### Assigned task
Set down every entry exactly as it was written.

Collected data

═══

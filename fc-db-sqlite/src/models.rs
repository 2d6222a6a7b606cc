use super::schema::*;

#[derive(Insertable)]
#[diesel(table_name = users)]
pub struct NewUser<'a> {
    pub id: &'a str,
    pub username: &'a str,
    pub email: &'a str,
    pub password: &'a str,
    pub kind: i16,
    pub loyalty_points: i64,
    pub profile_picture_url: Option<&'a str>,
    pub bio: Option<&'a str>,
    pub restaurant_id: Option<&'a str>,
    pub created_at: i64,
}

#[derive(Queryable)]
pub struct UserEntity {
    pub id: String,
    pub username: String,
    pub email: String,
    pub password: String,
    pub kind: i16,
    pub loyalty_points: i64,
    pub profile_picture_url: Option<String>,
    pub bio: Option<String>,
    pub restaurant_id: Option<String>,
    pub created_at: i64,
}

#[derive(Insertable)]
#[diesel(table_name = restaurants)]
pub struct NewRestaurant<'a> {
    pub id: &'a str,
    pub owner_id: &'a str,
    pub name: &'a str,
    pub address: &'a str,
    pub lat: f64,
    pub lon: f64,
    pub cuisine_type: &'a str,
    pub is_verified: bool,
    pub created_at: i64,
}

#[derive(Queryable)]
pub struct RestaurantEntity {
    pub id: String,
    pub owner_id: String,
    pub name: String,
    pub address: String,
    pub lat: f64,
    pub lon: f64,
    pub cuisine_type: String,
    pub is_verified: bool,
    pub created_at: i64,
}

#[derive(Insertable)]
#[diesel(table_name = reviews)]
pub struct NewReview<'a> {
    pub id: &'a str,
    pub author_id: &'a str,
    pub restaurant_id: &'a str,
    pub rating: i16,
    pub review_text: &'a str,
    pub is_promoter_request: bool,
    pub created_at: i64,
}

#[derive(Queryable)]
pub struct ReviewEntity {
    pub id: String,
    pub author_id: String,
    pub restaurant_id: String,
    pub rating: i16,
    pub review_text: String,
    pub is_promoter_request: bool,
    pub created_at: i64,
}

#[derive(Insertable)]
#[diesel(table_name = review_photos)]
pub struct NewReviewPhoto<'a> {
    pub review_id: &'a str,
    pub position: i16,
    pub url: &'a str,
}

#[derive(Queryable)]
pub struct ReviewPhotoEntity {
    pub review_id: String,
    pub position: i16,
    pub url: String,
}

#[derive(Insertable)]
#[diesel(table_name = promotion_requests)]
pub struct NewPromotionRequest<'a> {
    pub review_id: &'a str,
    pub restaurant_id: &'a str,
    pub promoter_id: &'a str,
    pub status: i16,
    pub created_at: i64,
    pub approved_at: Option<i64>,
    pub offer_id: Option<&'a str>,
}

#[derive(Queryable)]
pub struct PromotionRequestEntity {
    pub review_id: String,
    pub restaurant_id: String,
    pub promoter_id: String,
    pub status: i16,
    pub created_at: i64,
    pub approved_at: Option<i64>,
    pub offer_id: Option<String>,
}

#[derive(Insertable)]
#[diesel(table_name = redemption_codes)]
pub struct NewRedemptionCode<'a> {
    pub id: &'a str,
    pub review_id: &'a str,
    pub offer_id: &'a str,
    pub restaurant_id: &'a str,
    pub promoter_id: &'a str,
    pub sealed: &'a str,
    pub reward_points: i64,
    pub issued_at: i64,
    pub expires_at: Option<i64>,
    pub redeemed_at: Option<i64>,
    pub redeemed_by: Option<&'a str>,
}

#[derive(Queryable)]
pub struct RedemptionCodeEntity {
    pub id: String,
    pub review_id: String,
    pub offer_id: String,
    pub restaurant_id: String,
    pub promoter_id: String,
    pub sealed: String,
    pub reward_points: i64,
    pub issued_at: i64,
    pub expires_at: Option<i64>,
    pub redeemed_at: Option<i64>,
    pub redeemed_by: Option<String>,
}

#[derive(Insertable)]
#[diesel(table_name = followers)]
pub struct NewFollower<'a> {
    pub follower_id: &'a str,
    pub following_id: &'a str,
    pub created_at: i64,
}

#[derive(Insertable)]
#[diesel(table_name = idempotency_keys)]
pub struct NewIdempotencyKey<'a> {
    pub owner_id: &'a str,
    pub idem_key: &'a str,
    pub operation: &'a str,
    pub request_ref: &'a str,
    pub resource_id: &'a str,
    pub created_at: i64,
}

#[derive(Queryable)]
pub struct IdempotencyKeyEntity {
    pub owner_id: String,
    pub idem_key: String,
    pub operation: String,
    pub request_ref: String,
    pub resource_id: String,
    pub created_at: i64,
}
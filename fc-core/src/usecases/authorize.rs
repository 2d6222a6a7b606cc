use super::prelude::*;
use crate::repositories::Error as RepoError;

/// Resolves the principal of an authenticated session.
///
/// A session that refers to a user that no longer exists
/// is treated as unauthenticated.
pub fn authorize_user_by_id<R: UserRepo>(repo: &R, user_id: &Id) -> Result<User> {
    match repo.get_user(user_id) {
        Ok(user) => Ok(user),
        Err(RepoError::NotFound) => Err(Error::Unauthorized),
        Err(err) => Err(Error::Repo(err)),
    }
}

/// Resolves the restaurant that is owned by the given user.
pub fn authorize_restaurant_owner<R: RestaurantRepo>(repo: &R, user: &User) -> Result<Restaurant> {
    let restaurant_id = match (&user.kind, &user.restaurant_id) {
        (UserKind::RestaurantOwner, Some(id)) => id,
        _ => return Err(Error::Forbidden),
    };
    let restaurant = match repo.get_restaurant(restaurant_id) {
        Ok(restaurant) => restaurant,
        Err(RepoError::NotFound) => return Err(Error::Forbidden),
        Err(err) => return Err(Error::Repo(err)),
    };
    if restaurant.owner_id != user.id {
        return Err(Error::Forbidden);
    }
    Ok(restaurant)
}
// NOTE:
// All timestamps with the `_at` postfix are stored
// as unix timestamp in **milli**seconds.

use anyhow::anyhow;
use diesel::{
    self,
    prelude::*,
    result::{DatabaseErrorKind, Error as DieselError},
};

use fc_core::{
    entities::*,
    repositories::{self as repo, *},
};

use super::*;

mod follow;
mod idempotency;
mod promotion;
mod redemption_code;
mod restaurant;
mod review;
mod user;

type Result<T> = std::result::Result<T, repo::Error>;

pub fn from_diesel_err(err: DieselError) -> repo::Error {
    match err {
        DieselError::NotFound => repo::Error::NotFound,
        DieselError::DatabaseError(DatabaseErrorKind::UniqueViolation, _) => {
            repo::Error::AlreadyExists
        }
        _ => repo::Error::Other(err.into()),
    }
}

fn load_url(url: String) -> Option<Url> {
    url.parse()
        .map_err(|err| {
            // This should never happen if URLs have been validated properly on insert
            log::error!("Failed to load invalid URL '{url}': {err}");
            err
        })
        .ok()
}

fn load_points(points: i64) -> Result<u64> {
    u64::try_from(points).map_err(|_| anyhow!("Invalid number of points: {points}").into())
}

fn points_value(points: u64) -> Result<i64> {
    i64::try_from(points).map_err(|_| anyhow!("Number of points out of range: {points}").into())
}

fn load_offer_id(offer_id: String) -> OfferId {
    // Offer ids have been parsed before they have been stored
    OfferId::new_unchecked(offer_id)
}
pub mod code_cipher;
pub mod notify;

═══

### Solution to the problem
filename fc-db-sqlite/src/models.rs
repository 2d6222a6a7b606cc
use super::schema::*;

#[derive(Insertable)]
#[diesel(table_name = users)]
pub struct NewUser<'a> {
    pub id: &'a str,
    pub username: &'a str,
    pub email: &'a str,
    pub password: &'a str,
    pub kind: i16,
    pub loyalty_points: i64,
    pub profile_picture_url: Option<&'a str>,
    pub bio: Option<&'a str>,
    pub restaurant_id: Option<&'a str>,
    pub created_at: i64,
}

#[derive(Queryable)]
pub struct UserEntity {
    pub id: String,
    pub username: String,
    pub email: String,
    pub password: String,
    pub kind: i16,
    pub loyalty_points: i64,
    pub profile_picture_url: Option<String>,
    pub bio: Option<String>,
    pub restaurant_id: Option<String>,
    pub created_at: i64,
}

#[derive(Insertable)]
#[diesel(table_name = restaurants)]
pub struct NewRestaurant<'a> {
    pub id: &'a str,
    pub owner_id: &'a str,
    pub name: &'a str,
    pub address: &'a str,
    pub lat: f64,
    pub lon: f64,
    pub cuisine_type: &'a str,
    pub is_verified: bool,
    pub created_at: i64,
}

#[derive(Queryable)]
pub struct RestaurantEntity {
    pub id: String,
    pub owner_id: String,
    pub name: String,
    pub address: String,
    pub lat: f64,
    pub lon: f64,
    pub cuisine_type: String,
    pub is_verified: bool,
    pub created_at: i64,
}

#[derive(Insertable)]
#[diesel(table_name = reviews)]
pub struct NewReview<'a> {
    pub id: &'a str,
    pub author_id: &'a str,
    pub restaurant_id: &'a str,
    pub rating: i16,
    pub review_text: &'a str,
    pub is_promoter_request: bool,
    pub created_at: i64,
}

#[derive(Queryable)]
pub struct ReviewEntity {
    pub id: String,
    pub author_id: String,
    pub restaurant_id: String,
    pub rating: i16,
    pub review_text: String,
    pub is_promoter_request: bool,
    pub created_at: i64,
}

#[derive(Insertable)]
#[diesel(table_name = review_photos)]
pub struct NewReviewPhoto<'a> {
    pub review_id: &'a str,
    pub position: i16,
    pub url: &'a str,
}

#[derive(Queryable)]
pub struct ReviewPhotoEntity {
    pub review_id: String,
    pub position: i16,
    pub url: String,
}

#[derive(Insertable)]
#[diesel(table_name = promotion_requests)]
pub struct NewPromotionRequest<'a> {
    pub review_id: &'a str,
    pub restaurant_id: &'a str,
    pub promoter_id: &'a str,
    pub status: i16,
    pub created_at: i64,
    pub approved_at: Option<i64>,
    pub offer_id: Option<&'a str>,
}

#[derive(Queryable)]
pub struct PromotionRequestEntity {
    pub review_id: String,
    pub restaurant_id: String,
    pub promoter_id: String,
    pub status: i16,
    pub created_at: i64,
    pub approved_at: Option<i64>,
    pub offer_id: Option<String>,
}

#[derive(Insertable)]
#[diesel(table_name = redemption_codes)]
pub struct NewRedemptionCode<'a> {
    pub id: &'a str,
    pub review_id: &'a str,
    pub offer_id: &'a str,
    pub restaurant_id: &'a str,
    pub promoter_id: &'a str,
    pub sealed: &'a str,
    pub reward_points: i64,
    pub issued_at: i64,
    pub expires_at: Option<i64>,
    pub redeemed_at: Option<i64>,
    pub redeemed_by: Option<&'a str>,
}

#[derive(Queryable)]
pub struct RedemptionCodeEntity {
    pub id: String,
    pub review_id: String,
    pub offer_id: String,
    pub restaurant_id: String,
    pub promoter_id: String,
    pub sealed: String,
    pub reward_points: i64,
    pub issued_at: i64,
    pub expires_at: Option<i64>,
    pub redeemed_at: Option<i64>,
    pub redeemed_by: Option<String>,
}

#[derive(Insertable)]
#[diesel(table_name = followers)]
pub struct NewFollower<'a> {
    pub follower_id: &'a str,
    pub following_id: &'a str,
    pub created_at: i64,
}

#[derive(Insertable)]
#[diesel(table_name = idempotency_keys)]
pub struct NewIdempotencyKey<'a> {
    pub owner_id: &'a str,
    pub idem_key: &'a str,
    pub operation: &'a str,
    pub request_ref: &'a str,
    pub resource_id: &'a str,
    pub created_at: i64,
}

#[derive(Queryable)]
pub struct IdempotencyKeyEntity {
    pub owner_id: String,
    pub idem_key: String,
    pub operation: String,
    pub request_ref: String,
    pub resource_id: String,
    pub created_at: i64,
}
filename fc-core/src/usecases/authorize.rs
repository 2d6222a6a7b606cc
use super::prelude::*;
use crate::repositories::Error as RepoError;

/// Resolves the principal of an authenticated session.
///
/// A session that refers to a user that no longer exists
/// is treated as unauthenticated.
pub fn authorize_user_by_id<R: UserRepo>(repo: &R, user_id: &Id) -> Result<User> {
    match repo.get_user(user_id) {
        Ok(user) => Ok(user),
        Err(RepoError::NotFound) => Err(Error::Unauthorized),
        Err(err) => Err(Error::Repo(err)),
    }
}

/// Resolves the restaurant that is owned by the given user.
pub fn authorize_restaurant_owner<R: RestaurantRepo>(repo: &R, user: &User) -> Result<Restaurant> {
    let restaurant_id = match (&user.kind, &user.restaurant_id) {
        (UserKind::RestaurantOwner, Some(id)) => id,
        _ => return Err(Error::Forbidden),
    };
    let restaurant = match repo.get_restaurant(restaurant_id) {
        Ok(restaurant) => restaurant,
        Err(RepoError::NotFound) => return Err(Error::Forbidden),
        Err(err) => return Err(Error::Repo(err)),
    };
    if restaurant.owner_id != user.id {
        return Err(Error::Forbidden);
    }
    Ok(restaurant)
}
// NOTE:
// All timestamps with the `_at` postfix are stored
// as unix timestamp in **milli**seconds.

use anyhow::anyhow;
use diesel::{
    self,
    prelude::*,
    result::{DatabaseErrorKind, Error as DieselError},
};

use fc_core::{
    entities::*,
    repositories::{self as repo, *},
};

use super::*;

mod follow;
mod idempotency;
mod promotion;
mod redemption_code;
mod restaurant;
mod review;
mod user;

type Result<T> = std::result::Result<T, repo::Error>;

pub fn from_diesel_err(err: DieselError) -> repo::Error {
    match err {
        DieselError::NotFound => repo::Error::NotFound,
        DieselError::DatabaseError(DatabaseErrorKind::UniqueViolation, _) => {
            repo::Error::AlreadyExists
        }
        _ => repo::Error::Other(err.into()),
    }
}

fn load_url(url: String) -> Option<Url> {
    url.parse()
        .map_err(|err| {
            // This should never happen if URLs have been validated properly on insert
            log::error!("Failed to load invalid URL '{url}': {err}");
            err
        })
        .ok()
}

fn load_points(points: i64) -> Result<u64> {
    u64::try_from(points).map_err(|_| anyhow!("Invalid number of points: {points}").into())
}

fn points_value(points: u64) -> Result<i64> {
    i64::try_from(points).map_err(|_| anyhow!("Number of points out of range: {points}").into())
}

fn load_offer_id(offer_id: String) -> OfferId {
    // Offer ids have been parsed before they have been stored
    OfferId::new_unchecked(offer_id)
}
pub mod code_cipher;
pub mod notify;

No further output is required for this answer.